The 1888 South Carolina gubernatorial election was held on November 6, 1888, to select the governor of the state of South Carolina. John Peter Richardson III was renominated by the Democrats and was reelected for a second two-year term.

==Democratic Convention==

Democratic nomination for Governor
| Candidate | Votes | % |
| John Peter Richardson III | 190 | 62.1 |
| Joseph Haynsworth Earle | 116 | 37.9 |

In 1886, an amendment was added to the constitution of the South Carolina Democratic Party that mandated candidates for Governor and Lieutenant Governor to have at least one meeting in every congressional district with the voters. Benjamin Tillman, an upstate demagogue, engaged Governor Richardson at the meetings in 1888 and soundly trounced him on the stump.

Confident of his support in the state, Tillman sought to name the next governor of South Carolina and told his henchmen to nominate Joseph H. Earle at the Democratic convention. Earle refused the nomination, but Tillman's men nominated him nevertheless stating that "This is a case of the office seeking the man, and not the man seeking the office." A friend of Earle's from Sumter County rose to withdraw his name and Earle's brother declared that Earle would not serve if elected.
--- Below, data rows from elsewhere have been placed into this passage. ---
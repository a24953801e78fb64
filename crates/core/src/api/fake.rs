use crate::api::{
    ApiError, BrainApi, ChatChunk, ChatMessage, ChatStream, HealthResponse, StockDataQuery,
    StockDataResponse,
};
use std::collections::VecDeque;
use std::sync::Mutex;

type ChatScript = Result<Vec<Result<ChatChunk, ApiError>>, ApiError>;

/// In-process backend answering from queued scripts.
#[derive(Default)]
pub struct ScriptedApi {
    stock: Mutex<VecDeque<Result<StockDataResponse, ApiError>>>,
    chat: Mutex<VecDeque<ChatScript>>,
    pub queries: Mutex<Vec<StockDataQuery>>,
    pub chat_requests: Mutex<Vec<Vec<ChatMessage>>>,
}

impl ScriptedApi {
    pub fn push_stock(&self, res: Result<StockDataResponse, ApiError>) {
        self.stock.lock().unwrap().push_back(res);
    }

    pub fn push_chat(&self, script: ChatScript) {
        self.chat.lock().unwrap().push_back(script);
    }
}

#[async_trait::async_trait]
impl BrainApi for ScriptedApi {
    async fn check_health(&self) -> Result<HealthResponse, ApiError> {
        Ok(HealthResponse {
            status: "ok".into(),
        })
    }

    async fn stream_chat(&self, messages: &[ChatMessage]) -> Result<ChatStream, ApiError> {
        self.chat_requests.lock().unwrap().push(messages.to_vec());
        let script = self
            .chat
            .lock()
            .unwrap()
            .pop_front()
            .expect("no chat script queued");
        script.map(ChatStream::from_items)
    }

    async fn get_stock_data_and_indicators(
        &self,
        query: &StockDataQuery,
    ) -> Result<StockDataResponse, ApiError> {
        self.queries.lock().unwrap().push(query.clone());
        self.stock
            .lock()
            .unwrap()
            .pop_front()
            .expect("no stock response queued")
    }
}
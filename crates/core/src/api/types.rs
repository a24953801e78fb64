use serde::{Deserialize, Serialize};
use std::fmt;

pub const DEFAULT_SYMBOL: &str = "AAPL";
pub const DEFAULT_PERIOD: &str = "1y";
pub const DEFAULT_INTERVAL: &str = "1d";

#[derive(Debug, Clone, Copy, PartialEq, Eq, Serialize, Deserialize)]
#[serde(rename_all = "lowercase")]
pub enum ChatRole {
    User,
    Ai,
}

#[derive(Debug, Clone, PartialEq, Eq, Serialize, Deserialize)]
pub struct ChatMessage {
    pub role: ChatRole,
    pub content: String,
}

impl ChatMessage {
    pub fn user(content: impl Into<String>) -> Self {
        Self {
            role: ChatRole::User,
            content: content.into(),
        }
    }

    pub fn ai(content: impl Into<String>) -> Self {
        Self {
            role: ChatRole::Ai,
            content: content.into(),
        }
    }
}

#[derive(Debug, Clone, Serialize)]
pub struct ChatRequest<'a> {
    pub messages: &'a [ChatMessage],
}

#[derive(Debug, Clone, PartialEq, Eq, Serialize, Deserialize)]
pub struct HealthResponse {
    pub status: String,
}

/// One OHLC bar. `time` is whatever epoch unit the server uses (seconds today).
#[derive(Debug, Clone, Copy, PartialEq, Serialize, Deserialize)]
pub struct StockDataItem {
    pub time: f64,
    pub open: f64,
    pub high: f64,
    pub low: f64,
    pub close: f64,
}

#[derive(Debug, Clone, Copy, PartialEq, Serialize, Deserialize)]
pub struct IndicatorDataItem {
    pub time: f64,
    pub value: f64,
}

#[derive(Debug, Clone, PartialEq, Serialize, Deserialize)]
pub struct IndicatorData {
    pub name: String,
    pub data: Vec<IndicatorDataItem>,
}

#[derive(Debug, Clone, PartialEq, Default, Serialize, Deserialize)]
pub struct StockDataResponse {
    pub data: Vec<StockDataItem>,
    #[serde(default)]
    pub indicators: Vec<IndicatorData>,
}

impl StockDataResponse {
    pub fn indicator_names(&self) -> impl Iterator<Item = &str> {
        self.indicators.iter().map(|i| i.name.as_str())
    }
}

/// Query for `GET /routes/stock-data/`.
///
/// Indicator labels such as `SMA(20)` are forwarded verbatim; the backend owns
/// their grammar.
#[derive(Debug, Clone, PartialEq, Eq)]
pub struct StockDataQuery {
    pub symbol: String,
    pub period: String,
    pub interval: String,
    pub indicators: Option<Vec<String>>,
}

impl Default for StockDataQuery {
    fn default() -> Self {
        Self {
            symbol: DEFAULT_SYMBOL.to_string(),
            period: DEFAULT_PERIOD.to_string(),
            interval: DEFAULT_INTERVAL.to_string(),
            indicators: None,
        }
    }
}

impl StockDataQuery {
    /// Query pairs in wire order. Indicators use a repeated key, which is how
    /// the backend reads list parameters.
    pub fn query_pairs(&self) -> Vec<(&'static str, String)> {
        let mut pairs = vec![
            ("symbol", self.symbol.clone()),
            ("period", self.period.clone()),
            ("interval", self.interval.clone()),
        ];
        if let Some(indicators) = &self.indicators {
            pairs.extend(indicators.iter().map(|i| ("indicators", i.clone())));
        }
        pairs
    }
}

/// Raw SSE payload of the chat stream: `{chunk?: string, error?: string}`.
#[derive(Debug, Clone, Default, Deserialize)]
pub(crate) struct StreamChatFrame {
    #[serde(default)]
    pub chunk: Option<String>,
    #[serde(default)]
    pub error: Option<String>,
}

#[derive(Debug, Clone, PartialEq, Eq)]
pub enum ChatChunk {
    /// Text fragment to append to the trailing assistant message.
    Chunk(String),
    /// Application-level error reported by the upstream model. Not necessarily final.
    Error(String),
}

impl StreamChatFrame {
    pub(crate) fn into_chunks(self) -> impl Iterator<Item = ChatChunk> {
        let chunk = self
            .chunk
            .filter(|c| !c.is_empty())
            .map(ChatChunk::Chunk);
        let error = self.error.map(ChatChunk::Error);
        chunk.into_iter().chain(error)
    }
}

#[derive(Debug, Clone, PartialEq, Eq, Serialize, Deserialize)]
#[serde(untagged)]
pub enum LocSegment {
    Index(u64),
    Field(String),
}

impl fmt::Display for LocSegment {
    fn fmt(&self, f: &mut fmt::Formatter<'_>) -> fmt::Result {
        match self {
            LocSegment::Index(i) => write!(f, "{i}"),
            LocSegment::Field(s) => f.write_str(s),
        }
    }
}

#[derive(Debug, Clone, PartialEq, Eq, Serialize, Deserialize)]
pub struct ValidationError {
    pub loc: Vec<LocSegment>,
    pub msg: String,
    #[serde(rename = "type")]
    pub kind: String,
}

impl ValidationError {
    /// Dotted location, e.g. `query.indicators.0`.
    pub fn location(&self) -> String {
        self.loc
            .iter()
            .map(|s| s.to_string())
            .collect::<Vec<_>>()
            .join(".")
    }

    pub fn message(&self) -> &str {
        &self.msg
    }
}

impl fmt::Display for ValidationError {
    fn fmt(&self, f: &mut fmt::Formatter<'_>) -> fmt::Result {
        write!(f, "{}: {} ({})", self.location(), self.msg, self.kind)
    }
}

#[derive(Debug, Clone, PartialEq, Eq, Default, Serialize, Deserialize)]
pub struct HttpValidationError {
    #[serde(default)]
    pub detail: Vec<ValidationError>,
}

impl fmt::Display for HttpValidationError {
    fn fmt(&self, f: &mut fmt::Formatter<'_>) -> fmt::Result {
        let parts: Vec<String> = self.detail.iter().map(|d| d.to_string()).collect();
        f.write_str(&parts.join("; "))
    }
}

#[cfg(test)]
mod tests {
    use super::*;
    use serde_json::json;

    #[test]
    fn default_query_matches_backend_defaults() {
        let q = StockDataQuery::default();
        assert_eq!(
            q.query_pairs(),
            vec![
                ("symbol", "AAPL".to_string()),
                ("period", "1y".to_string()),
                ("interval", "1d".to_string()),
            ]
        );
    }

    #[test]
    fn indicators_are_repeated_and_verbatim() {
        let q = StockDataQuery {
            indicators: Some(vec!["SMA(20)".into(), "MACD(12,26,9)".into()]),
            ..Default::default()
        };
        let pairs = q.query_pairs();
        let indicators: Vec<_> = pairs
            .iter()
            .filter(|(k, _)| *k == "indicators")
            .map(|(_, v)| v.as_str())
            .collect();
        assert_eq!(indicators, vec!["SMA(20)", "MACD(12,26,9)"]);
    }

    #[test]
    fn chat_roles_use_wire_names() {
        let v = serde_json::to_value(ChatMessage::ai("hi")).unwrap();
        assert_eq!(v, json!({"role": "ai", "content": "hi"}));
        let m: ChatMessage = serde_json::from_value(json!({"role": "user", "content": "x"})).unwrap();
        assert_eq!(m.role, ChatRole::User);
    }

    #[test]
    fn frame_with_both_keys_yields_chunk_then_error() {
        let frame: StreamChatFrame =
            serde_json::from_value(json!({"chunk": "A", "error": "boom"})).unwrap();
        let chunks: Vec<_> = frame.into_chunks().collect();
        assert_eq!(
            chunks,
            vec![ChatChunk::Chunk("A".into()), ChatChunk::Error("boom".into())]
        );
    }

    #[test]
    fn empty_chunk_is_dropped() {
        let frame: StreamChatFrame = serde_json::from_value(json!({"chunk": ""})).unwrap();
        assert_eq!(frame.into_chunks().count(), 0);
    }

    #[test]
    fn validation_error_parses_mixed_locations() {
        let v = json!({
            "detail": [
                {"loc": ["query", "indicators", 0], "msg": "field required", "type": "value_error.missing"}
            ]
        });
        let parsed: HttpValidationError = serde_json::from_value(v).unwrap();
        assert_eq!(parsed.detail.len(), 1);
        assert_eq!(parsed.detail[0].location(), "query.indicators.0");
        assert_eq!(parsed.detail[0].message(), "field required");
        assert_eq!(parsed.detail[0].kind, "value_error.missing");
    }

    #[test]
    fn stock_response_tolerates_missing_indicators() {
        let v = json!({"data": [{"time": 1.0, "open": 1.0, "high": 2.0, "low": 0.5, "close": 1.5}]});
        let parsed: StockDataResponse = serde_json::from_value(v).unwrap();
        assert_eq!(parsed.data.len(), 1);
        assert!(parsed.indicators.is_empty());
    }
}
However, many delegates still voted for Earle and Tillman's growing strength in the Democratic party became evident when his candidate for governor obtained almost 40% of the vote, despite publicly disavowing any candidacy.

==General election==
The general election was held on November 6, 1888, and John Peter Richardson III was reelected as governor of South Carolina without opposition. There were very few contested races and turnout increased for this election over the previous election solely because of a presidential election on the ballot.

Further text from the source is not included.